San Francisco has always been an arbiter of California culture, and this was as true a century ago as it is today. It is home to its own specialty cuisine as well as a unique variety of sourdough bread, the place where steam beer was born, and its proximity to the Pacific Ocean has given San Francisco a well-earned reputation as a place where delicious seafood can always be had, some quite specific to the region, such as Dungeness crab.
California itself is a vast agricultural state that provides the rest of the country with fresh vegetables and fruit, and of course it is America’s largest producer of wine. What is less known is that San Francisco played an important role in promoting the export of food through canning in an era when it was not possible to refrigerate trucks and trains.
Canning and the preservation of food is something we take for granted now, and canned foods are often regarded as inferior to fresh. But this was not always the case. The history of food preservation in tin cans or mason jars goes back all to the way to 1795 when the French army, at the behest of Napoleon himself, offered a reward to anyone who could come up with a method of preserving food on long military marches and campaigns. An inventor came forward named Nicolas Appert who suggested sealing food in metal containers and then pasteurizing them by raising the temperature of the sealed food high enough to kill any microorganisms within. The system worked and was proven on a test with the French navy in 1806. Appert walked away with the prize in 1810.
By the early 1820s, canning had taken hold in New York and in California, with Robert Ayars setting up the first American canning factory in Manhattan in 1812. By 1888, double seams had been invented by Max Ams, creating the modern, airtight seal that we know in canned food products today. This is the sort of can with a cylindrical body made with anodized steel, with the two ends attached using a double seam. The sealed can thus did not need to be soldered, which was often a source of contamination and lead poisoning.
Though canning was used by various militaries throughout the 1800s, that was done more out of necessity than because the food tasted better, and it took a while for the notion of canned foods for sale in neighborhood grocery stories to take hold. It was not until later in the nineteenth century that it came into general use by the public, especially in California where fresh vegetables and fruit were available year round. Cooks on the West Coast generally regarded canned products as inferior to fresh produce, but this began to change in 1916 when a San Francisco socialite and chef became an outspoken advocate of canning as a method of increasing the variety of foods available in everyday dining.

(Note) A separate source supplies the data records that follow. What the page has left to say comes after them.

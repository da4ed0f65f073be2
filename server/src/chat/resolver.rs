//! # Reply Resolver
//!
//! File: server/src/chat/resolver.rs
//!
//! ## Overview
//!
//! Turns one incoming message into one `ChatResponse`. The policy runs in a
//! fixed order and stops at the first tier that produces a reply:
//!
//! 1. Trim the message and run the spelling corrector over it
//! 2. Normalize the corrected text and look it up in the knowledge base
//! 3. On a miss, ask the answer provider (only if it is enabled)
//! 4. If there is still nothing, pick a random fallback reply
//!
//! Validation is the only way `resolve` can fail. Once a message passes it,
//! the fallback pool guarantees a reply.
//!
//! ## Sharing
//!
//! The resolver is built once at startup and shared between requests behind
//! an `Arc`. Nothing in it is mutated after construction.
//!
use super::corrector::Corrector;
use super::knowledge::{FallbackPool, KnowledgeBase};
use super::normalize::normalize;
use super::provider::{build_prompt, AnswerProvider};
use super::random::{RandomSource, ThreadRandom};
use crate::core::error::{InputError, Result};
use serde::Serialize;
use serde_json::Value;
use std::sync::Arc;
use tracing::{debug, info};

/// Response body for a successfully resolved message.
#[derive(Debug, Clone, PartialEq, Eq, Serialize)]
pub struct ChatResponse {
    /// The chosen answer.
    pub reply: String,
    /// Whether the corrector changed the message.
    pub corrected: bool,
    /// The message as received, trimmed.
    pub original: String,
    /// The message after correction.
    pub fixed: String,
}

/// Which tier produced the reply. Only used for logging.
#[derive(Debug, Clone, Copy, PartialEq, Eq)]
pub enum ReplySource {
    KnowledgeBase,
    Provider,
    Fallback,
}

/// Extracts the `message` field from a JSON request body.
///
/// Anything other than an object with a string `message` is `InputError::Missing`.
pub fn extract_message(body: &Value) -> std::result::Result<&str, InputError> {
    body.get("message")
        .and_then(Value::as_str)
        .ok_or(InputError::Missing)
}

pub struct ReplyResolver {
    corrector: Corrector,
    knowledge: KnowledgeBase,
    fallback: FallbackPool,
    provider: Arc<dyn AnswerProvider>,
    random: Arc<dyn RandomSource>,
}

impl ReplyResolver {
    pub fn new(
        corrector: Corrector,
        knowledge: KnowledgeBase,
        fallback: FallbackPool,
        provider: Arc<dyn AnswerProvider>,
    ) -> Self {
        Self {
            corrector,
            knowledge,
            fallback,
            provider,
            random: Arc::new(ThreadRandom),
        }
    }

    /// Resolver with the built-in correction rules, knowledge base and
    /// fallback replies.
    pub fn builtin(provider: Arc<dyn AnswerProvider>) -> Result<Self> {
        let corrector = Corrector::builtin()?;
        for rule in corrector.rules() {
            debug!("Correction rule '{}' -> '{}'", rule.wrong(), rule.right());
        }
        let knowledge = KnowledgeBase::builtin(&corrector)?;
        let fallback = FallbackPool::builtin()?;

        info!(
            "Reply pipeline ready: {} correction rules, {} knowledge entries, {} fallback replies, provider {}",
            corrector.rules().len(),
            knowledge.len(),
            fallback.replies().len(),
            provider.describe()
        );

        Ok(Self::new(corrector, knowledge, fallback, provider))
    }

    /// Replaces the random source with a fixed one.
    #[cfg(test)]
    pub fn with_random_source(mut self, random: Arc<dyn RandomSource>) -> Self {
        self.random = random;
        self
    }

    pub fn provider_enabled(&self) -> bool {
        self.provider.is_enabled()
    }

    pub fn provider_label(&self) -> String {
        self.provider.describe()
    }

    /// # Resolve (`resolve`)
    ///
    /// Runs the reply policy for one raw message.
    ///
    /// ## Errors
    ///
    /// `InputError::Empty` if the message is blank after trimming.
    pub async fn resolve(&self, raw: &str) -> std::result::Result<ChatResponse, InputError> {
        let original = raw.trim();
        if original.is_empty() {
            debug!("Rejecting empty message");
            return Err(InputError::Empty);
        }

        let fixed = self.corrector.correct(original);
        let key = normalize(&fixed);

        let (reply, source) = match self.knowledge.lookup(&key, self.random.as_ref()) {
            Some(answer) => (answer.to_string(), ReplySource::KnowledgeBase),
            None => match self.ask_provider(&fixed).await {
                Some(answer) => (answer, ReplySource::Provider),
                None => (
                    self.fallback.pick(self.random.as_ref()).to_string(),
                    ReplySource::Fallback,
                ),
            },
        };

        debug!("Resolved key '{}' via {:?}", key, source);

        Ok(ChatResponse {
            reply,
            corrected: fixed != original,
            original: original.to_string(),
            fixed,
        })
    }

    async fn ask_provider(&self, fixed: &str) -> Option<String> {
        if !self.provider.is_enabled() {
            return None;
        }
        self.provider.ask(&build_prompt(fixed)).await
    }
}
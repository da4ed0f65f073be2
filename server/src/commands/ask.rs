//! # covers-chat Ask Command
//!
//! File: server/src/commands/ask.rs
//!
//! ## Overview
//!
//! Resolves a single message from the terminal through the same pipeline the
//! HTTP endpoint uses and prints the response body as JSON. Handy for
//! checking the knowledge base, the corrector or the provider credential
//! without starting the server.
//!
//! ```bash
//! covers-chat ask "كيف حالك؟"
//! ```
//!
//! Invalid input prints the same `{ "reply": ... }` body the server would
//! send with its 400 and exits non-zero.
//!
use crate::chat::{build_provider, ReplyResolver};
use crate::core::config::{ProviderArgs, ProviderSettings};
use crate::core::error::{CoversChatError, Result};
use anyhow::Context;
use clap::Parser;
use serde_json::json;
use tracing::info;

/// # Ask Command Arguments (`AskArgs`)
#[derive(Parser, Debug)]
pub struct AskArgs {
    /// The message to answer.
    pub message: String,

    #[command(flatten)]
    pub provider: ProviderArgs,
}

/// # Handle Ask Command (`handle_ask`)
///
/// Builds the pipeline, resolves `args.message` and prints the result.
pub async fn handle_ask(args: AskArgs) -> Result<()> {
    let settings = ProviderSettings::from_args(&args.provider, None);
    info!(
        "Handling ask command (model {}, provider enabled: {})",
        settings.model,
        settings.provider_enabled()
    );

    let provider = build_provider(&settings)?;
    let resolver = ReplyResolver::builtin(provider)?;

    match resolver.resolve(&args.message).await {
        Ok(response) => {
            let out = serde_json::to_string_pretty(&response)
                .context("Failed to serialize chat response")?;
            println!("{}", out);
            Ok(())
        }
        Err(e) => {
            println!("{}", json!({ "reply": e.reply() }));
            Err(CoversChatError::Input(e).into())
        }
    }
}
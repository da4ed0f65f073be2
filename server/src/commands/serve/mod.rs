//! # covers-chat HTTP Service
//!
//! File: server/src/commands/serve/mod.rs
//!
//! ## Overview
//!
//! Runs the chat backend: `POST /chat` plus the chat page and static files.
//!
//! ## Architecture
//!
//! - `config.rs`: configuration loading and validation
//! - `server_logic.rs`: router, handlers and server lifecycle
//!
//! ## Examples
//!
//! ```bash
//! # Serve the current directory on port 3000
//! covers-chat serve
//!
//! # Serve ./public on all interfaces with a specific model
//! GEMINI_API_KEY=... covers-chat serve --host 0.0.0.0 --model gemini-2.5-flash ./public
//! ```
//!
use crate::core::error::Result;
use tracing::info;

pub use config::ServeArgs;

/// Handles configuration loading and merging for the chat server.
pub mod config;

/// Contains the Axum-based HTTP server implementation.
pub mod server_logic;

/// # Handle Serve Command (`handle_serve`)
///
/// Loads the effective configuration and runs the server until shutdown.
pub async fn handle_serve(args: ServeArgs) -> Result<()> {
    info!("Handling serve command for directory {}", args.directory.display());

    let config = config::load_and_merge_config(args).await?;
    // Not `{:?}` on the whole config: it holds the API key.
    info!(
        "Effective server config: {}:{} dir={} index={} cors={} model={} provider_enabled={}",
        config.host,
        config.port,
        config.directory.display(),
        config.index_file,
        config.enable_cors,
        config.provider.model,
        config.provider.provider_enabled()
    );

    server_logic::run_server(config).await?;

    Ok(())
}
//! # covers-chat Command Modules
//!
//! File: server/src/commands/mod.rs
//!
//! ## Overview
//!
//! Top-level commands of the `covers-chat` binary. Each command defines its
//! own argument struct and an async handler called from `main.rs`.
//!
//! ## Commands
//!
//! - `serve`: run the HTTP chat backend
//! - `ask`: answer one message from the terminal
//!

/// Answer a single message through the reply pipeline and print the JSON response.
pub mod ask;
/// The HTTP chat backend. Includes configuration and server logic.
pub mod serve;
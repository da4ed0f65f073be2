//! # covers-chat Server Configuration
//!
//! File: server/src/commands/serve/config.rs
//!
//! ## Overview
//!
//! This module handles configuration loading, merging, and validation for
//! the chat server. It combines settings from:
//! 1. Command-line arguments (highest priority)
//! 2. Local configuration file `.covers-chat.toml` (if present)
//! 3. Default values (lowest priority)
//!
//! ## Architecture
//!
//! The configuration system follows these steps:
//! 1. Parse command-line arguments
//! 2. Load configuration from file (if present)
//! 3. Merge settings (CLI args override file settings)
//! 4. Validate and resolve the static directory
//! 5. Create a unified ServerConfig structure
//!
//! ## Examples
//!
//! Configuration file format:
//!
//! ```toml
//! port = 3000
//! host = "0.0.0.0"
//! directory = "public"
//! enable_cors = true
//! index_file = "chatbot.html"
//! model = "gemini-2.5-flash"
//! ```
//!
//! The API key is not accepted here; it comes from `--api-key` or
//! `GEMINI_API_KEY` only.
//!
use crate::core::config::{ProviderArgs, ProviderSettings};
use crate::core::error::Result;
use anyhow::Context;
use clap::Parser;
use serde::Deserialize;
use std::net::IpAddr;
use std::{env, fs, path::{Path, PathBuf}};
use tracing::{debug, info, warn};

/// The expected name for the server configuration file.
const CONFIG_FILE_NAME: &str = ".covers-chat.toml";

/// Port used when neither flag nor file sets one.
pub const DEFAULT_PORT: u16 = 3000;

/// Page served at `/` when neither flag nor file sets one.
pub const DEFAULT_INDEX_FILE: &str = "chatbot.html";

/// # Serve Command Arguments (`ServeArgs`)
///
/// Command-line arguments accepted by `covers-chat serve`.
#[derive(Parser, Debug, Clone)]
pub struct ServeArgs {
    /// Directory holding the chat page and other static files.
    /// Defaults to the current working directory.
    #[arg(default_value = ".")]
    pub directory: PathBuf,

    /// Port to listen on.
    #[arg(long, short, default_value_t = DEFAULT_PORT)]
    pub port: u16,

    /// Address to bind. Defaults to loopback only; pass `--host 0.0.0.0` to
    /// serve the website backend on all interfaces.
    #[arg(long, default_value = "127.0.0.1")]
    pub host: IpAddr,

    /// Disables the permissive CORS headers.
    #[arg(long)]
    pub no_cors: bool,

    /// File served for `GET /`, relative to the static directory.
    #[arg(long, short, default_value = DEFAULT_INDEX_FILE)]
    pub index: String,

    #[command(flatten)]
    pub provider: ProviderArgs,
}

/// # Effective Server Configuration (`ServerConfig`)
///
/// Final settings after merging CLI arguments and `.covers-chat.toml`.
#[derive(Debug, Clone)]
pub struct ServerConfig {
    /// The network port the server will listen on.
    pub port: u16,

    /// The network IP address the server will bind to.
    pub host: IpAddr,

    /// The resolved, absolute path to the static directory.
    pub directory: PathBuf,

    /// Whether permissive CORS headers are sent.
    pub enable_cors: bool,

    /// The file served for `GET /`.
    pub index_file: String,

    /// Answer provider settings.
    pub provider: ProviderSettings,
}

/// # Configuration from File (`FileConfig`)
///
/// Mirror of `.covers-chat.toml`. Every field is optional; unknown keys
/// (including any attempt to put the API key here) are rejected.
#[derive(Deserialize, Debug, Default)]
#[serde(deny_unknown_fields)]
struct FileConfig {
    port: Option<u16>,
    host: Option<String>, // Read as string to fall back gracefully on bad input
    directory: Option<String>,
    enable_cors: Option<bool>,
    index_file: Option<String>,
    model: Option<String>,
}

impl Default for ServerConfig {
    fn default() -> Self {
        Self {
            port: DEFAULT_PORT,
            host: IpAddr::V4(std::net::Ipv4Addr::LOCALHOST),
            directory: PathBuf::from("."),
            enable_cors: true,
            index_file: DEFAULT_INDEX_FILE.to_string(),
            provider: ProviderSettings::default(),
        }
    }
}

/// # Load and Merge Server Configuration (`load_and_merge_config`)
///
/// Starts from the command-line arguments, overlays `.covers-chat.toml` from
/// the requested directory for every setting the user left at its default,
/// then resolves and validates the static directory.
///
/// ## Errors
///
/// Returns an error if:
/// - The current working directory cannot be determined.
/// - The configuration file exists but cannot be read or parsed.
/// - The final directory does not exist or is not a directory.
pub async fn load_and_merge_config(args: ServeArgs) -> Result<ServerConfig> {
    let mut effective_config = ServerConfig::from_args(&args, None);
    let cli_defaults = ServeArgs::parse_from([""]); // Defaults, for "was this flag set?"

    let config_search_dir = if args.directory.is_absolute() {
        args.directory.clone()
    } else {
        env::current_dir()
            .context("Failed to get current working directory")?
            .join(&args.directory)
    };

    debug!("Looking for config file in: {}", config_search_dir.display());

    if let Some((file_config, config_path)) = load_config_from_dir(&config_search_dir)? {
        info!("Loaded settings from {}", config_path.display());
        let defaults = ServerConfig::default();

        if args.port == cli_defaults.port {
            effective_config.port = file_config.port.unwrap_or(defaults.port);
        }
        if args.host == cli_defaults.host {
            if let Some(host_str) = file_config.host.as_deref() {
                effective_config.host = host_str.parse().unwrap_or_else(|e| {
                    warn!(
                        "Invalid host IP '{}' in config file ({}), using default {}",
                        host_str, e, defaults.host
                    );
                    defaults.host
                });
            }
        }
        if args.index == cli_defaults.index {
            if let Some(index_file) = file_config.index_file {
                effective_config.index_file = index_file;
            }
        }
        if !args.no_cors {
            effective_config.enable_cors = file_config.enable_cors.unwrap_or(defaults.enable_cors);
        }

        // The file's directory is resolved relative to the file itself.
        if let Some(directory) = file_config.directory.as_deref() {
            effective_config.directory = resolve_relative_to(&config_path, directory);
        }

        effective_config.provider = ProviderSettings::from_args(&args.provider, file_config.model.as_deref());
    } else {
        debug!("No config file found or loaded. Using arguments.");
    }

    effective_config.resolve_directory().await?;

    Ok(effective_config)
}

/// # Load Configuration from Directory (`load_config_from_dir`)
///
/// Returns `Ok(None)` if `search_dir` has no `.covers-chat.toml`, the parsed
/// file and its path if it does, and an error if it exists but cannot be read
/// or parsed.
fn load_config_from_dir(search_dir: &Path) -> Result<Option<(FileConfig, PathBuf)>> {
    let config_path = search_dir.join(CONFIG_FILE_NAME);

    if !config_path.is_file() {
        debug!("No config file found at {}", config_path.display());
        return Ok(None);
    }

    info!("Loading configuration from {}", config_path.display());

    let content = fs::read_to_string(&config_path)
        .with_context(|| format!("Failed to read config file: {}", config_path.display()))?;

    let file_config: FileConfig = toml::from_str(&content)
        .with_context(|| format!("Failed to parse config file: {}", config_path.display()))?;

    Ok(Some((file_config, config_path)))
}

/// Joins a relative `directory` onto the folder containing `config_path`.
fn resolve_relative_to(config_path: &Path, directory: &str) -> PathBuf {
    let path = PathBuf::from(directory);
    if path.is_absolute() {
        return path;
    }
    match config_path.parent() {
        Some(parent) => parent.join(path),
        None => {
            warn!(
                "Could not get parent directory of config file {}, keeping relative path '{}'",
                config_path.display(),
                directory
            );
            path
        }
    }
}

impl ServerConfig {
    /// # Create Configuration from Arguments (`from_args`)
    ///
    /// Builds a configuration from CLI arguments alone. `file_model` is the
    /// model named in the config file, if any.
    fn from_args(args: &ServeArgs, file_model: Option<&str>) -> Self {
        Self {
            port: args.port,
            host: args.host,
            directory: args.directory.clone(),
            enable_cors: !args.no_cors,
            index_file: args.index.clone(),
            provider: ProviderSettings::from_args(&args.provider, file_model),
        }
    }

    /// Path of the page served for `GET /`.
    pub fn index_path(&self) -> PathBuf {
        self.directory.join(&self.index_file)
    }

    /// # Resolve and Validate Directory Path (`resolve_directory`)
    ///
    /// Makes `directory` absolute and canonical, and checks that it is a
    /// directory.
    async fn resolve_directory(&mut self) -> Result<()> {
        let absolute_path = if self.directory.is_absolute() {
            self.directory.clone()
        } else {
            env::current_dir()
                .context("Failed to get current working directory")?
                .join(&self.directory)
        };

        let canonical_path = tokio::fs::canonicalize(&absolute_path)
            .await
            .with_context(|| {
                format!(
                    "Directory '{}' could not be found or accessed",
                    absolute_path.display()
                )
            })?;

        let metadata = tokio::fs::metadata(&canonical_path)
            .await
            .with_context(|| format!("Failed to get metadata for path '{}'", canonical_path.display()))?;

        if !metadata.is_dir() {
            anyhow::bail!("Path is not a directory: {}", canonical_path.display());
        }

        self.directory = canonical_path;
        debug!("Resolved static directory to: {}", self.directory.display());

        if !self.index_path().is_file() {
            warn!(
                "Index file {} does not exist; GET / will return 404",
                self.index_path().display()
            );
        }

        Ok(())
    }
}
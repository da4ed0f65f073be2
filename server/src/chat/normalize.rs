//! Lookup-key normalization.
//!
//! Turns a message into the canonical form used for exact-match lookups in
//! the knowledge base: lowercase, without the punctuation users tend to add
//! (`؟ , . : !`), with whitespace collapsed and trimmed.

/// Punctuation removed before lookup.
const STRIPPED_PUNCTUATION: [char; 5] = ['؟', ',', '.', ':', '!'];

/// Normalize text for knowledge-base lookup.
///
/// Lowercasing is Unicode-aware and leaves Arabic untouched. Trimming happens
/// after punctuation removal as well, so `normalize(normalize(x)) == normalize(x)`.
pub fn normalize(input: &str) -> String {
    let lowered = input.trim().to_lowercase();
    let stripped: String = lowered
        .chars()
        .filter(|c| !STRIPPED_PUNCTUATION.contains(c))
        .collect();

    stripped.split_whitespace().collect::<Vec<_>>().join(" ")
}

Sarah M. Williamson was a wealthy San Francisco single woman, born in 1878. By her mid-thirties she had a wide circle of friends stretching across the continent; she knew every important family West of the Mississippi. As such, her views were influential.
“Why ban canned products?” she wrote in 1916. “Especially in this state, where the most delicious fruits, vegetables and meats come in cans? Wonderful dishes can be concocted from cans,” she added. “People who have not experimented with canned goods, or who consider them unwholesome make an enormous mistake. Most excellent meals can be gotten up from cans. With canned peas, beans (string) and asparagus, one can make a perfect salad, and the sliced canned tomatoes are also fine in salads. A can of oxtail soup used for gravy stock metamorphoses a second day cut of meat into a stew or fancy roast that an epicure would enjoy.”
Commercial canning was relatively new in 1916 and its commercial success could have gone either way. While California was a source for canned goods back East, local chefs felt that they were best destined for distant places where fresh foods were simply not available. It was voices like that of Sarah Williamson that helped turned that perception around, and it was she who recognized that canned food was always preferable to stale food, in those early days before refrigeration, which had been left too many days in the larder.
Sarah Williamson had relationships with many famous people of her day. She discovered, for example, that Jack London, the famous writer, was very particular about the way he liked his rice cooked, and she persuaded Jack London’s wife to part with her husband’s favorite recipe, which she published in a local newspaper.
Sarah Williamson is not a figure much remembered in the 21st century, though she clearly played a role in the culinary history of San Francisco and perhaps has had an effect on the evolution of taste and culture in California, promoting as she did in the second decade of the twentieth century a technology that was then new but still regarded with suspicion by many housewives, and indeed, sometimes shunned as unhealthy. The California of 1916 was just beginning to develop a sense of its modern place, culture, and ambience, and canning of food would help make California a huge exporter o America and even to the rest of the world.